Any detailed information of an operational or logistical character to flesh this out?
Possibly the best way to understand the Japanese problems is to study in depth the twin campaigns revolving around New Guinea & Eastern Solomons from April or May to December 1942. The failure to effectively interdict the Allied supply ships to New Guinea or Guadacannal, despite a inital superiority in combat ships available and those that might make good raiders such as crusiers and long range submarines. Part of this had to do with doctrine. Raidsing merchant fleets was not a much studies technique in the IJN. So, they did not seem to know how to go about it, or even have much interest in it. Logistically the problems with placing fuel forward in the combat zone seems to have been paramount in the South East Pacific battles. The shortage of cargo ships hampered operations as well. Keeping the forward base at Rabul stocked with ammo and food for the ships ran at cross purposes with moving raw materials to Japan.
Ignoring the limitations of fuel oil--even after seizing Malaya & the NEI--Japan over-extended its defensive perimeter, beyond the original line of SAIPAN/PALAU/SORONG/TIMOR/JAVA/SINGAPORE, and almost all surviving high command officers later noted this fact, and its fatal effects on the war for Japan.
I don’t see Rabaul on that list.[/quote]

Rabul was part of the second phase of expansion. The rational for setting up a base there was to support further operations in New Guinea and then the Solomons. In that case it was not part of the network of military installations of the intial or first phase of conquest, but rather part of the second phase that grossly over extended the 'perimeter'.


User avatar
pikeshot1600
Member
Posts: 203
Joined: 06 Apr 2006, 15:58
Location: USA

Re: Operation C 1942

#63

Post by pikeshot1600 » 07 Apr 2009, 02:20

I don't think, other than maybe as obscure war plans in the files of the ministries, that Japan had any intention to go ashore in the Indian Ocean. Neutralizing the RN was the intent, and removing a threat to that geographic flank, so that gains could be made and consolidated in the Pacific as a preleude to peace negotiaions with the US. That was the fantasy anyway.

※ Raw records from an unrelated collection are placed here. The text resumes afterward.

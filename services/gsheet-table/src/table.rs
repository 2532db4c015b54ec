//! Table model and terminal rendering

/// Rows split into header and body sections.
#[derive(Debug, Clone, Default, PartialEq, Eq)]
pub struct Table {
    pub header: Vec<Vec<String>>,
    pub body: Vec<Vec<String>>,
}

/// Split a row matrix into `header_rows` header rows and the rest.
pub fn build_table(rows: &[Vec<String>], header_rows: usize) -> Table {
    let split = header_rows.min(rows.len());
    Table {
        header: rows[..split].to_vec(),
        body: rows[split..].to_vec(),
    }
}

/// Keep at most `max_rows` body rows after the header rows.
pub fn limit_rows(
    mut rows: Vec<Vec<String>>,
    header_rows: usize,
    max_rows: Option<usize>,
) -> Vec<Vec<String>> {
    if let Some(max_rows) = max_rows.filter(|n| *n > 0) {
        rows.truncate(max_rows.saturating_add(header_rows));
    }
    rows
}

impl Table {
    pub fn header_cells(&self) -> usize {
        self.header.iter().map(Vec::len).sum()
    }

    pub fn body_cells(&self) -> usize {
        self.body.iter().map(Vec::len).sum()
    }

    fn width(&self) -> usize {
        self.header
            .iter()
            .chain(&self.body)
            .map(Vec::len)
            .max()
            .unwrap_or(0)
    }

    /// Render as a pipe table.
    ///
    /// The first header row becomes the table head; further header rows are
    /// emitted in bold ahead of the body. Without header rows the head is
    /// left blank.
    pub fn render_markdown(&self) -> String {
        let width = self.width();
        if width == 0 {
            return String::new();
        }

        let mut out = String::new();
        let blank = Vec::new();
        let head = self.header.first().unwrap_or(&blank);
        push_row(&mut out, head, width, false);
        out.push('|');
        for _ in 0..width {
            out.push_str(" --- |");
        }
        out.push('\n');

        for row in self.header.iter().skip(1) {
            push_row(&mut out, row, width, true);
        }
        for row in &self.body {
            push_row(&mut out, row, width, false);
        }
        out
    }
}

fn push_row(out: &mut String, row: &[String], width: usize, bold: bool) {
    out.push('|');
    for i in 0..width {
        let cell = row.get(i).map(|c| escape_cell(c)).unwrap_or_default();
        out.push(' ');
        if bold && !cell.is_empty() {
            out.push_str("**");
            out.push_str(&cell);
            out.push_str("**");
        } else {
            out.push_str(&cell);
        }
        out.push_str(" |");
    }
    out.push('\n');
}

fn escape_cell(cell: &str) -> String {
    cell.replace("\r\n", " ")
        .replace(['\n', '\r'], " ")
        .replace('|', "\\|")
}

Truk and Rabaul were keys to the Japanese defensive perimiter. Guadalcanal, as an example, was a move to place air power athwart communications with Australia after the loss of half of the IJN's carriers in 1942. There was no grand strategy in that, just desperation.

User avatar
Peter H
Member
Posts: 28628
Joined: 30 Dec 2002, 14:18
Location: Australia

Re: Operation C 1942

#64

Post by Peter H » 07 Apr 2009, 02:31

Thanks for the information on Sommerville's options Carl

/Peter

Carl Schwamberger
Host - Allied sections
Posts: 10062
Joined: 02 Sep 2006, 21:31
Location: USA

Re: Operation C 1942

#65

Post by Carl Schwamberger » 07 Apr 2009, 02:46

glenn239 wrote:Ok, so the limitation was not the inability of Japan to project power into the Indian Ocean per se, but to do so in face of American pressure on their possessions in the Eastern Pacific. Presumably, their argument is based on the US being able to exert much greater pressure on Japan in 1942 and early 1943 than was actually the case?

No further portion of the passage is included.